Some chief executives officers (CEO) in the Middle East say they are becoming more and more concerned about cyber-attacks, according to the results of a new survey by consultancy firm Pwc.
The survey included responses from around 1,200 global CEOs, of which 50 were based in the Middle East, to get their views on 2018's big business trends and consumer behaviours, according to a press release issued last week to accompany the results.
The press release did not say when the survey was conducted or a breakdown of the exact countries the Middle East CEOs were based in and Pwc officials could not be immediately reached for comment. (Read the full report here).
The report said that 77 percent of the region’s CEOs said they feared cyber threats, compared to 66 percent in last year’s survey.
Cyber security has become a concern for many businesses and governments. Globally, the United States has sanctioned nine Iranians and an Iranian company for trying to hack into universities, companies and parts of the U.S. government, Reuters reported on Friday.
The UAE Banks Federation, a body representing 48 banks operating in the UAE, last year launched a cyber-threat sharing platform, according to a report by Gulf News.
The Pwc report said the cyber security concern was “likely on the back of a slew of regional high-profile malware and viruses in the last few years”.

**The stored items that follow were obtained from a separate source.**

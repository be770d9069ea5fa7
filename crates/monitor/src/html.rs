//! Static HTML adapter.
//!
//! Builds a [`PageModel`] from markup alone. Computed style is approximated
//! from inline `style` attributes with CSS inheritance; stylesheets and
//! layout are out of reach, so geometry and font size stay unknown unless
//! declared inline.

use std::collections::BTreeMap;

use darkux_guard::page::{ComputedStyle, ElementView, PageModel, Rect};
use scraper::node::Element;
use scraper::{ElementRef, Html, Node};

/// Subtrees that never render text.
const SKIPPED_TAGS: &[&str] = &["head", "script", "style", "noscript", "template"];

/// Phrasing elements that do not break the surrounding text run.
const INLINE_TAGS: &[&str] = &[
    "a", "abbr", "b", "bdi", "bdo", "cite", "code", "data", "dfn", "em", "font", "i", "kbd",
    "label", "mark", "q", "s", "samp", "small", "span", "strong", "sub", "sup", "time", "u",
    "var",
];

/// `rem` base and `em` base when nothing declares a font size.
const ROOT_FONT_PX: f32 = 16.0;

const PT_TO_PX: f32 = 4.0 / 3.0;

/// Inherited rendering state passed from parent to child.
#[derive(Debug, Clone)]
struct Inherited {
    hidden: bool,
    visibility: String,
    pointer_events: String,
    opacity: f32,
    font_size_px: Option<f32>,
}

impl Default for Inherited {
    fn default() -> Self {
        Self {
            hidden: false,
            visibility: "visible".to_string(),
            pointer_events: "auto".to_string(),
            opacity: 1.0,
            font_size_px: None,
        }
    }
}

/// Parse a full HTML document into a page snapshot.
pub fn snapshot(html: &str) -> PageModel {
    let document = Html::parse_document(html);
    let root = document.root_element();

    let mut elements: Vec<ElementView> = Vec::new();
    let mut stack = vec![(root, None::<usize>, Inherited::default())];

    while let Some((el, parent, inherited)) = stack.pop() {
        let tag = el.value().name().to_ascii_lowercase();
        if SKIPPED_TAGS.contains(&tag.as_str()) {
            continue;
        }

        let (computed_style, rect, next) = resolve_style(&el, &inherited);
        let attributes: BTreeMap<String, String> = el
            .value()
            .attrs()
            .map(|(name, value)| (name.to_ascii_lowercase(), value.to_string()))
            .collect();

        let idx = elements.len();
        elements.push(ElementView {
            selector_hint: String::new(),
            text: collapse(&rendered_text(el, false)),
            tag,
            attributes,
            computed_style,
            rect,
            parent,
        });

        // reversed so the stack pops children in document order
        let children: Vec<ElementRef> = el.children().filter_map(ElementRef::wrap).collect();
        for child in children.into_iter().rev() {
            stack.push((child, Some(idx), next.clone()));
        }
    }

    let body = root
        .children()
        .filter_map(ElementRef::wrap)
        .find(|el| el.value().name() == "body")
        .unwrap_or(root);

    PageModel::new(&rendered_text(body, true), elements)
}

enum Step<'a> {
    Text(&'a str),
    Element(ElementRef<'a>, bool),
    Break,
}

/// Text under `el` with non-rendering subtrees skipped and a space at every
/// non-inline element boundary. With `visible_only`, hidden subtrees and
/// text under `visibility: hidden` are dropped as well.
fn rendered_text(el: ElementRef, visible_only: bool) -> String {
    let mut out = String::new();
    let mut stack = vec![Step::Element(el, true)];

    while let Some(step) = stack.pop() {
        let (el, visible) = match step {
            Step::Text(text) => {
                out.push_str(text);
                continue;
            }
            Step::Break => {
                out.push(' ');
                continue;
            }
            Step::Element(el, visible) => (el, visible),
        };

        let element = el.value();
        let tag = element.name().to_ascii_lowercase();
        if SKIPPED_TAGS.contains(&tag.as_str()) {
            continue;
        }
        let visible = if visible_only {
            if hides_subtree(element) {
                continue;
            }
            own_visibility(element).unwrap_or(visible)
        } else {
            true
        };

        let block = !INLINE_TAGS.contains(&tag.as_str());
        if block {
            stack.push(Step::Break);
        }
        // reversed so the stack pops children in document order
        let children: Vec<_> = el.children().collect();
        for child in children.into_iter().rev() {
            match child.value() {
                Node::Text(text) if visible => stack.push(Step::Text(&**text)),
                Node::Element(_) => {
                    if let Some(child) = ElementRef::wrap(child) {
                        stack.push(Step::Element(child, visible));
                    }
                }
                _ => {}
            }
        }
        if block {
            stack.push(Step::Break);
        }
    }

    out
}

/// Whether `element` itself takes its subtree out of rendering.
fn hides_subtree(element: &Element) -> bool {
    let is_hidden_input = element.name().eq_ignore_ascii_case("input")
        && element
            .attr("type")
            .is_some_and(|t| t.trim().eq_ignore_ascii_case("hidden"));
    is_hidden_input
        || element.attr("hidden").is_some()
        || declarations(element.attr("style").unwrap_or_default())
            .any(|(property, value)| property == "display" && value == "none")
}

/// `Some(rendered)` when `element` declares its own `visibility`.
fn own_visibility(element: &Element) -> Option<bool> {
    declarations(element.attr("style").unwrap_or_default())
        .filter(|(property, _)| property == "visibility")
        .last()
        .map(|(_, value)| value != "hidden" && value != "collapse")
}

fn collapse(text: &str) -> String {
    text.split_whitespace().collect::<Vec<_>>().join(" ")
}

fn resolve_style(el: &ElementRef, parent: &Inherited) -> (ComputedStyle, Option<Rect>, Inherited) {
    let element = el.value();
    let em_base = parent.font_size_px.unwrap_or(ROOT_FONT_PX);

    let mut display: Option<String> = None;
    let mut visibility = parent.visibility.clone();
    let mut pointer_events = parent.pointer_events.clone();
    let mut opacity = 1.0_f32;
    let mut font_size_px = parent.font_size_px;
    let mut width = None;
    let mut height = None;

    for (property, value) in declarations(element.attr("style").unwrap_or_default()) {
        match property.as_str() {
            "display" => display = Some(value),
            "visibility" => visibility = value,
            "pointer-events" => pointer_events = value,
            "opacity" => {
                if let Some(parsed) = parse_opacity(&value) {
                    opacity = parsed;
                }
            }
            "font-size" => {
                if let Some(px) = parse_length(&value, em_base) {
                    font_size_px = Some(px);
                }
            }
            "width" => width = parse_dimension(&value),
            "height" => height = parse_dimension(&value),
            _ => {}
        }
    }

    let hidden = parent.hidden || hides_subtree(element);

    let opacity = (parent.opacity * opacity).clamp(0.0, 1.0);
    let style = ComputedStyle {
        display: if hidden {
            "none".to_string()
        } else {
            display.unwrap_or_else(|| "inline".to_string())
        },
        visibility: visibility.clone(),
        opacity,
        pointer_events: pointer_events.clone(),
        font_size_px,
    };

    let rect = match (width, height) {
        (Some(w), Some(h)) => Some(Rect::new(0.0, 0.0, f64::from(w), f64::from(h))),
        _ => None,
    };

    let inherited = Inherited {
        hidden,
        visibility,
        pointer_events,
        opacity,
        font_size_px,
    };
    (style, rect, inherited)
}

/// `prop: value` pairs of an inline style, lower-cased, `!important` dropped.
fn declarations(style: &str) -> impl Iterator<Item = (String, String)> + '_ {
    style.split(';').filter_map(|decl| {
        let (property, value) = decl.split_once(':')?;
        let value = value.trim().trim_end_matches("!important").trim();
        Some((property.trim().to_ascii_lowercase(), value.to_ascii_lowercase()))
    })
}

/// Length in pixels. `em` and `%` resolve against `em_base`.
fn parse_length(value: &str, em_base: f32) -> Option<f32> {
    let value = value.trim();
    let (number, factor) = if let Some(n) = value.strip_suffix("px") {
        (n, 1.0)
    } else if let Some(n) = value.strip_suffix("pt") {
        (n, PT_TO_PX)
    } else if let Some(n) = value.strip_suffix("rem") {
        (n, ROOT_FONT_PX)
    } else if let Some(n) = value.strip_suffix("em") {
        (n, em_base)
    } else if let Some(n) = value.strip_suffix('%') {
        (n, em_base / 100.0)
    } else if value == "0" {
        (value, 1.0)
    } else {
        return None;
    };

    let number: f32 = number.trim().parse().ok()?;
    (number.is_finite() && number >= 0.0).then_some(number * factor)
}

/// Box dimension in pixels; percentages depend on layout and stay unknown.
fn parse_dimension(value: &str) -> Option<f32> {
    if value.trim_end().ends_with('%') {
        return None;
    }
    parse_length(value, ROOT_FONT_PX)
}

fn parse_opacity(value: &str) -> Option<f32> {
    let parsed = match value.strip_suffix('%') {
        Some(pct) => pct.trim().parse::<f32>().ok()? / 100.0,
        None => value.parse::<f32>().ok()?,
    };
    parsed.is_finite().then_some(parsed.clamp(0.0, 1.0))
}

Another interesting result from the survey was that only one third of the CEOs in the Middle East expected to see a decline in the number of employees this year due to cost cuts, while 76 percent of the region’s CEOs and 80 percent of the CEOs based outside the region expected the job cuts to result from the rising implementation of automation in business systems.
The UAE’s Minister of Cabinet Affairs and the Future and chairman Mohammed Al Gergawi has said that 74 percent of jobs are expected to “disappear” in the future due to the implementation of artificial intelligence.
The survey showed that 85 percent of the Middle East-based CEOs were concerned about taxes, versus 74 percent in last year’s survey. The introduction in January of a new 5 percent value-added tax (VAT) in Saudi Arabia and the UAE - the Middle East’s two biggest economies - has led to a rise in living and business costs. VAT was applied on commercial rents and most consumer goods and services in both Saudi Arabia and the UAE.